In fact, stay-at-home orders have provided the perfect opportunity to introduce her kids to an alter ego that a whole generation of stake-wielding, Scooby gang wannabe millennials already adore.

"I mean, look, anything I can get to make me cooler is really important," she explained of binge-watching her iconic TV series, Buffy the Vampire Slayer. "And I think it probably did help a little bit. At least with my son. He was like, 'Okay, you can fight. You are cool.' My daughter thinks I'm cool right now because I can do hairdos and makeup and stuff. I think I'm good for her for a little bit. But I needed the boost with my son." 

Should he require further convincing, might we suggest a visit to her Instagram page where some 3.5 million fans live for her tongue-in-cheek quarantips. (A recent gem: "If, like me, you're struggling with distance learning and new math, just post the math problems on Facebook as one of those 'weird' math problems and let your smart friends figure it out.") 

Instagram

Clearly humor is something of a family love language as evidenced by a recent prank Prinze pulled. "He was out with my son, and I had asked him to pick up these slippers for me," Gellar explained of the Punky Brewster actor, 44. Instead, he returned with what "was literally as if someone had single-handedly found the world's ugliest slipper ever made," she continued, "and I was like, 'Oh, thanks.

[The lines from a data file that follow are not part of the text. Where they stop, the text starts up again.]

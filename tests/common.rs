//! Shared test utilities for integration tests.
//!
//! Provides a sample notes export and helpers for writing scratch files used
//! across multiple test files.

#![allow(dead_code)]

use anyhow::Result;
use std::path::{Path, PathBuf};
use tempfile::TempDir;

/// Export with a nested folder tree, tags and cross-note links.
pub const SAMPLE_EXPORT: &str = r###"{
  "notes": [
    {
      "id": "folder-1",
      "title": "Acme Corp",
      "type": "folder",
      "created": 1712345678901,
      "updated": 1712345678901,
      "expanded": true,
      "children": [
        {
          "id": "folder-2",
          "title": "Recon",
          "type": "folder",
          "children": [
            {
              "id": "note-1712345678901-1",
              "title": "Port Scan",
              "type": "note",
              "content": "# Port Scan\n\n| Port | Service |\n|------|---------|\n| 22 | ssh |\n| 80 | http |\n\nWeb app covered in [[note-1712345678901-2|SQL Injection]].\n",
              "tags": ["tag-recon"]
            }
          ]
        },
        {
          "id": "note-1712345678901-2",
          "title": "SQL Injection",
          "type": "note",
          "content": "## Vulnerable Parameter\n\n```bash\nsqlmap -u \"http://acme.local/item?id=1\" --dbs\n```\n\n[x] Confirmed\n[ ] Reported\n\nBack to [[note-1712345678901-1|Port Scan]], see also [[note-999|Ghost]].",
          "tags": ["tag-critical", "tag-web"]
        }
      ]
    }
  ],
  "tags": [
    { "id": "tag-recon", "name": "recon", "color": "tag-info" },
    { "id": "tag-critical", "name": "critical", "color": "tag-critical" },
    { "id": "tag-web", "name": "web" }
  ],
  "commands": [],
  "version": "1.0.0"
}"###;

/// Id of the port scan note in [`SAMPLE_EXPORT`].
pub const PORT_SCAN_ID: &str = "note-1712345678901-1";

/// Id of the SQL injection note in [`SAMPLE_EXPORT`].
pub const SQLI_ID: &str = "note-1712345678901-2";

/// Writes file below `dir`, creating parent directories as needed.
///
/// # Errors
///
/// Returns error if directory creation or file write fails
pub fn write_file(dir: &Path, path: &str, content: &str) -> Result<PathBuf> {
    let file_path = dir.join(path);
    if let Some(parent) = file_path.parent() {
        std::fs::create_dir_all(parent)?;
    }
    std::fs::write(&file_path, content)?;
    Ok(file_path)
}

/// Creates scratch directory holding `notes.json` with [`SAMPLE_EXPORT`].
///
/// # Returns
///
/// Temporary directory and path of the export file
///
/// # Errors
///
/// Returns error if directory creation or file write fails
pub fn sample_export_dir() -> Result<(TempDir, PathBuf)> {
    let dir = TempDir::new()?;
    let path = write_file(dir.path(), "notes.json", SAMPLE_EXPORT)?;
    Ok((dir, path))
}

/// Deterministic pseudo random markdown-ish text.
///
/// Mixes markup characters heavily so unbalanced constructs are common.
pub fn noisy_markdown(len: usize, seed: u64) -> String {
    const ALPHABET: &[u8] = b"abc XYZ 019 *_`#|-[]()!>:\n\n\t&<>\"'x";
    let mut state = seed;
    let mut out = String::with_capacity(len);
    for _ in 0..len {
        state = state
            .wrapping_mul(6_364_136_223_846_793_005)
            .wrapping_add(1_442_695_040_888_963_407);
        let idx = ((state >> 33) as usize) % ALPHABET.len();
        out.push(ALPHABET[idx] as char);
    }
    out
}
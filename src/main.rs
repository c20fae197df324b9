use anyhow::{Context, Result};
use redlines::{
    Command, Config, Highlighter, MarkdownRenderer, NoteStore, RenderArgs, ReportArgs,
    ReportFormat, ReportGenerator, ReportOptions,
};
use std::fs;
use std::io::Write;
use std::path::Path;

/// Builds renderer with or without highlighting.
///
/// An unknown theme is not fatal: the warning is printed and the renderer
/// falls back to the default theme.
fn build_renderer(highlight: bool, theme: &str) -> MarkdownRenderer {
    if !highlight {
        return MarkdownRenderer::new();
    }

    let highlighter = Highlighter::with_theme(theme).unwrap_or_else(|e| {
        eprintln!("Warning: Failed to load theme: {:#}", e);
        Highlighter::new()
    });
    MarkdownRenderer::with_highlighter(highlighter)
}

fn write_output(path: &Path, content: &str) -> Result<()> {
    if let Some(parent) = path.parent().filter(|p| !p.as_os_str().is_empty()) {
        fs::create_dir_all(parent)
            .with_context(|| format!("Failed to create output directory: {}", parent.display()))?;
    }
    fs::write(path, content).with_context(|| format!("Failed to write {}", path.display()))?;
    println!("Generated: {}", path.display());
    Ok(())
}

fn run_render(args: &RenderArgs) -> Result<()> {
    let renderer = build_renderer(args.highlight, &args.theme);
    let content = fs::read_to_string(&args.input)
        .with_context(|| format!("Failed to read markdown file: {}", args.input.display()))?;

    // Links stay as written when no store is available
    let store = args.notes.as_ref().and_then(|path| {
        NoteStore::load(path)
            .map_err(|e| eprintln!("Warning: Failed to load notes: {:#}", e))
            .ok()
    });

    let html = match &store {
        Some(store) => renderer.render_with_links(&content, store)?,
        None => renderer.render(&content)?,
    };

    match &args.output {
        Some(path) => write_output(path, &html),
        None => {
            let mut stdout = std::io::stdout().lock();
            stdout
                .write_all(html.as_bytes())
                .and_then(|()| stdout.write_all(b"\n"))
                .context("Failed to write to stdout")
        }
    }
}

fn run_report(args: &ReportArgs) -> Result<()> {
    let store = NoteStore::load(&args.notes).context("Failed to load notes")?;
    let renderer = build_renderer(args.highlight, &args.theme);

    let note_ids: Vec<String> = if args.note_ids.is_empty() {
        store.notes().iter().map(|note| note.id.clone()).collect()
    } else {
        for id in &args.note_ids {
            if store.find_by_id(id).is_none_or(|node| !node.is_note()) {
                eprintln!("Warning: Note not found: {}", id);
            }
        }
        args.note_ids.clone()
    };

    let options = ReportOptions {
        title: args.title().to_string(),
        format: args.format,
        ..ReportOptions::default()
    };

    let report = ReportGenerator::new(&store, &renderer)
        .generate(&note_ids, &options)
        .context("Failed to generate report")?;

    let output = args.output_path();
    write_output(&output, &report)?;

    if args.format == ReportFormat::Html
        && !args.no_open
        && let Err(e) = open::that(&output)
    {
        eprintln!("Warning: Failed to open report: {:#}", e);
    }

    Ok(())
}

fn main() -> Result<()> {
    let config = Config::parse();
    config.validate().context("Invalid configuration")?;

    match &config.command {
        Command::Render(args) => run_render(args),
        Command::Report(args) => run_report(args),
    }
}
//! Command line configuration.

use anyhow::{Result, bail};
use clap::{Args, Parser, Subcommand};
use std::path::{Path, PathBuf};

use crate::highlight::DEFAULT_THEME;
use crate::report::{DEFAULT_TITLE, ReportFormat, report_file_name};

/// Command line configuration for Redlines.
#[derive(Debug, Clone, Parser)]
#[command(name = "redlines", version, about, long_about = None)]
pub struct Config {
    #[command(subcommand)]
    pub command: Command,
}

/// Redlines subcommands.
#[derive(Debug, Clone, Subcommand)]
pub enum Command {
    /// Render a markdown note to an HTML fragment
    Render(RenderArgs),
    /// Build a report from notes in an export file
    Report(ReportArgs),
}

#[derive(Debug, Clone, Args)]
pub struct RenderArgs {
    /// Markdown file to render
    pub input: PathBuf,

    /// Output file (stdout when omitted)
    #[arg(short, long)]
    pub output: Option<PathBuf>,

    /// Notes export used to resolve [[note-id|text]] links
    #[arg(long)]
    pub notes: Option<PathBuf>,

    /// Highlight fenced code blocks
    #[arg(long)]
    pub highlight: bool,

    /// Syntax highlighting theme (InspiredGitHub, base16-ocean.dark, etc.)
    #[arg(long, default_value = DEFAULT_THEME)]
    pub theme: String,
}

#[derive(Debug, Clone, Args)]
pub struct ReportArgs {
    /// Notes export file
    pub notes: PathBuf,

    /// Note id to include, repeatable (all notes when omitted)
    #[arg(short = 'n', long = "note")]
    pub note_ids: Vec<String>,

    /// Report title
    #[arg(long, default_value = DEFAULT_TITLE)]
    pub title: String,

    /// Report format
    #[arg(long, value_enum, default_value_t = ReportFormat::Markdown)]
    pub format: ReportFormat,

    /// Output file (derived from the title when omitted)
    #[arg(short, long)]
    pub output: Option<PathBuf>,

    /// Highlight fenced code blocks in HTML reports
    #[arg(long)]
    pub highlight: bool,

    /// Syntax highlighting theme
    #[arg(long, default_value = DEFAULT_THEME)]
    pub theme: String,

    /// Do not open HTML reports in the browser
    #[arg(long)]
    pub no_open: bool,
}

impl Config {
    /// Parses configuration from command line arguments.
    pub fn parse() -> Self {
        <Self as Parser>::parse()
    }

    /// Validates configuration.
    ///
    /// # Errors
    ///
    /// Returns error if an input file does not exist or the report title is blank.
    pub fn validate(&self) -> Result<()> {
        match &self.command {
            Command::Render(args) => require_file(&args.input, "Input file")?,
            Command::Report(args) => {
                require_file(&args.notes, "Notes file")?;
                if args.title.trim().is_empty() {
                    bail!("Report title must not be empty");
                }
            }
        }

        Ok(())
    }
}

impl ReportArgs {
    /// Trimmed report title.
    pub fn title(&self) -> &str {
        self.title.trim()
    }

    /// Returns output path from configuration or derived from the title.
    pub fn output_path(&self) -> PathBuf {
        self.output
            .clone()
            .unwrap_or_else(|| PathBuf::from(report_file_name(self.title(), self.format)))
    }
}

fn require_file(path: &Path, what: &str) -> Result<()> {
    if !path.is_file() {
        bail!("{} does not exist: {}", what, path.display());
    }
    Ok(())
}
//! Note store loaded from an application export.
//!
//! The application keeps notes as a tree of folders and notes and exports it
//! as JSON (`{ notes, tags, commands, version }`). Local storage holds the
//! bare node array, which is accepted as well.

use anyhow::{Context, Result};
use serde::{Deserialize, Serialize};
use std::fs;
use std::path::Path;

use crate::markdown::{NoteLookup, NoteRef};

/// Separator between titles in a note path.
const PATH_SEPARATOR: &str = " > ";

/// Folder or note.
#[derive(Debug, Clone, Copy, PartialEq, Eq, Serialize, Deserialize)]
#[serde(rename_all = "lowercase")]
pub enum NodeKind {
    Folder,
    Note,
}

/// Tree node as serialized by the application.
///
/// Timestamps are milliseconds since the Unix epoch.
#[derive(Debug, Clone, PartialEq, Serialize, Deserialize)]
pub struct Node {
    pub id: String,
    pub title: String,
    #[serde(rename = "type")]
    pub kind: NodeKind,
    #[serde(default)]
    pub created: i64,
    #[serde(default)]
    pub updated: i64,
    #[serde(default, skip_serializing_if = "Option::is_none")]
    pub expanded: Option<bool>,
    #[serde(default, skip_serializing_if = "Vec::is_empty")]
    pub children: Vec<Node>,
    #[serde(default, skip_serializing_if = "Option::is_none")]
    pub content: Option<String>,
    #[serde(default, skip_serializing_if = "Vec::is_empty")]
    pub tags: Vec<String>,
}

impl Node {
    /// Returns true for folders.
    pub fn is_folder(&self) -> bool {
        self.kind == NodeKind::Folder
    }

    /// Returns true for notes.
    pub fn is_note(&self) -> bool {
        self.kind == NodeKind::Note
    }

    /// Note body, empty for folders and notes without content.
    pub fn content(&self) -> &str {
        self.content.as_deref().unwrap_or("")
    }
}

/// Tag definition referenced from [`Node::tags`] by id.
#[derive(Debug, Clone, PartialEq, Eq, Serialize, Deserialize)]
pub struct Tag {
    pub id: String,
    pub name: String,
    #[serde(default, skip_serializing_if = "Option::is_none")]
    pub color: Option<String>,
}

/// Saved command history entry.
#[derive(Debug, Clone, PartialEq, Serialize, Deserialize)]
pub struct SavedCommand {
    pub id: String,
    pub command: String,
    #[serde(default)]
    pub description: String,
    #[serde(default)]
    pub output: String,
    #[serde(default)]
    pub category: String,
    #[serde(default)]
    pub created: i64,
}

/// Export file layout.
#[derive(Debug, Clone, Default, Serialize, Deserialize)]
pub struct ExportData {
    pub notes: Vec<Node>,
    #[serde(default)]
    pub tags: Vec<Tag>,
    #[serde(default)]
    pub commands: Vec<SavedCommand>,
    #[serde(default, skip_serializing_if = "Option::is_none")]
    pub version: Option<String>,
}

#[derive(Deserialize)]
#[serde(untagged)]
enum StoredNotes {
    Export(ExportData),
    Tree(Vec<Node>),
}

/// Read-only view over an exported note tree.
///
/// Lookups walk the tree depth first in stored order, entering folders only,
/// so the first match wins when ids repeat.
#[derive(Debug, Clone, Default)]
pub struct NoteStore {
    data: ExportData,
}

impl NoteStore {
    /// Creates store from export data.
    pub fn new(data: ExportData) -> Self {
        Self { data }
    }

    /// Parses an export file or a bare node array.
    ///
    /// # Errors
    ///
    /// Returns error if the text is neither layout
    pub fn from_json(json: &str) -> Result<Self> {
        let stored: StoredNotes =
            serde_json::from_str(json).context("Invalid notes format: expected export object or node array")?;

        let data = match stored {
            StoredNotes::Export(data) => data,
            StoredNotes::Tree(notes) => ExportData {
                notes,
                ..ExportData::default()
            },
        };

        Ok(Self::new(data))
    }

    /// Loads store from a JSON file.
    ///
    /// # Errors
    ///
    /// Returns error if the file cannot be read or parsed
    pub fn load(path: impl AsRef<Path>) -> Result<Self> {
        let path = path.as_ref();
        let json = fs::read_to_string(path)
            .with_context(|| format!("Failed to read notes file: {}", path.display()))?;
        Self::from_json(&json).with_context(|| format!("Failed to parse notes file: {}", path.display()))
    }

    /// Serializes the store back to the export layout.
    ///
    /// # Errors
    ///
    /// Returns error if serialization fails
    pub fn to_json(&self) -> Result<String> {
        serde_json::to_string_pretty(&self.data).context("Failed to serialize notes")
    }

    /// Top level nodes.
    pub fn roots(&self) -> &[Node] {
        &self.data.notes
    }

    /// Tag definitions.
    pub fn tags(&self) -> &[Tag] {
        &self.data.tags
    }

    /// Saved commands.
    pub fn commands(&self) -> &[SavedCommand] {
        &self.data.commands
    }

    /// Finds a folder or note by id.
    pub fn find_by_id(&self, id: &str) -> Option<&Node> {
        fn search<'a>(nodes: &'a [Node], id: &str) -> Option<&'a Node> {
            for node in nodes {
                if node.id == id {
                    return Some(node);
                }
                if node.is_folder()
                    && let Some(found) = search(&node.children, id)
                {
                    return Some(found);
                }
            }
            None
        }

        search(&self.data.notes, id)
    }

    /// Finds the folder directly containing `id`.
    ///
    /// Returns `None` for top level items and unknown ids.
    pub fn find_parent_folder(&self, id: &str) -> Option<&Node> {
        fn search<'a>(nodes: &'a [Node], parent: Option<&'a Node>, id: &str) -> Option<Option<&'a Node>> {
            for node in nodes {
                if node.id == id {
                    return Some(parent);
                }
                if node.is_folder()
                    && let Some(found) = search(&node.children, Some(node), id)
                {
                    return Some(found);
                }
            }
            None
        }

        search(&self.data.notes, None, id).flatten()
    }

    /// Titles from the root down to `id`, joined with ` > `.
    ///
    /// # Examples
    ///
    /// ```no_run
    /// # use redlines::NoteStore;
    /// # fn example(store: &NoteStore) {
    /// // "New Project > Recon > Nmap Scan"
    /// let path = store.note_path("note-3");
    /// # }
    /// ```
    pub fn note_path(&self, id: &str) -> Option<String> {
        fn trail<'a>(nodes: &'a [Node], id: &str, path: &mut Vec<&'a str>) -> bool {
            for node in nodes {
                path.push(&node.title);
                if node.id == id {
                    return true;
                }
                if node.is_folder() && trail(&node.children, id, path) {
                    return true;
                }
                path.pop();
            }
            false
        }

        let mut path = Vec::new();
        trail(&self.data.notes, id, &mut path).then(|| path.join(PATH_SEPARATOR))
    }

    /// Every note (folders excluded) in tree order.
    pub fn notes(&self) -> Vec<&Node> {
        fn collect<'a>(nodes: &'a [Node], out: &mut Vec<&'a Node>) {
            for node in nodes {
                if node.is_note() {
                    out.push(node);
                }
                if node.is_folder() {
                    collect(&node.children, out);
                }
            }
        }

        let mut out = Vec::new();
        collect(&self.data.notes, &mut out);
        out
    }

    /// Names of the tags on `node`.
    ///
    /// Tag ids without a definition are skipped.
    pub fn tag_names(&self, node: &Node) -> Vec<&str> {
        node.tags
            .iter()
            .filter_map(|tag_id| self.data.tags.iter().find(|tag| &tag.id == tag_id))
            .map(|tag| tag.name.as_str())
            .collect()
    }
}

impl NoteLookup for NoteStore {
    fn find_note_by_id(&self, id: &str) -> Option<NoteRef<'_>> {
        self.find_by_id(id).map(|node| NoteRef {
            id: &node.id,
            title: &node.title,
        })
    }
}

I'm not sure these are going to fit...'"

It was then that she realized her boys were "just dying laughing," with Rocky holding up the slides she'd actually asked for in his hand. "He literally went out to find the ugliest pair just to see what I would do when he gave it to me," she said of Prinze. The answer, as it turned out, was "laugh so hard I wound up crying out of happiness."

Two decades together have given the pair all the tools necessary to navigate pandemic life. 

"We joke it depends on the day—I don't think anyone should be around me 24/7 ever," she quipped. But she's certainly glad it's the partner she chose back in her early twenties. "I think that being together as long as we have, we know the cues," she said. "We know when someone needs a little space and we know when someone needs a hug and when someone needs a laugh."

And they know when someone needs the least attractive house shoes ever created. "It was just so good," she raved of Prinze's gag. "He was like, 'You're the only person that I could play a prank on that cries out of happiness that they just got got.' But this meant so much to me."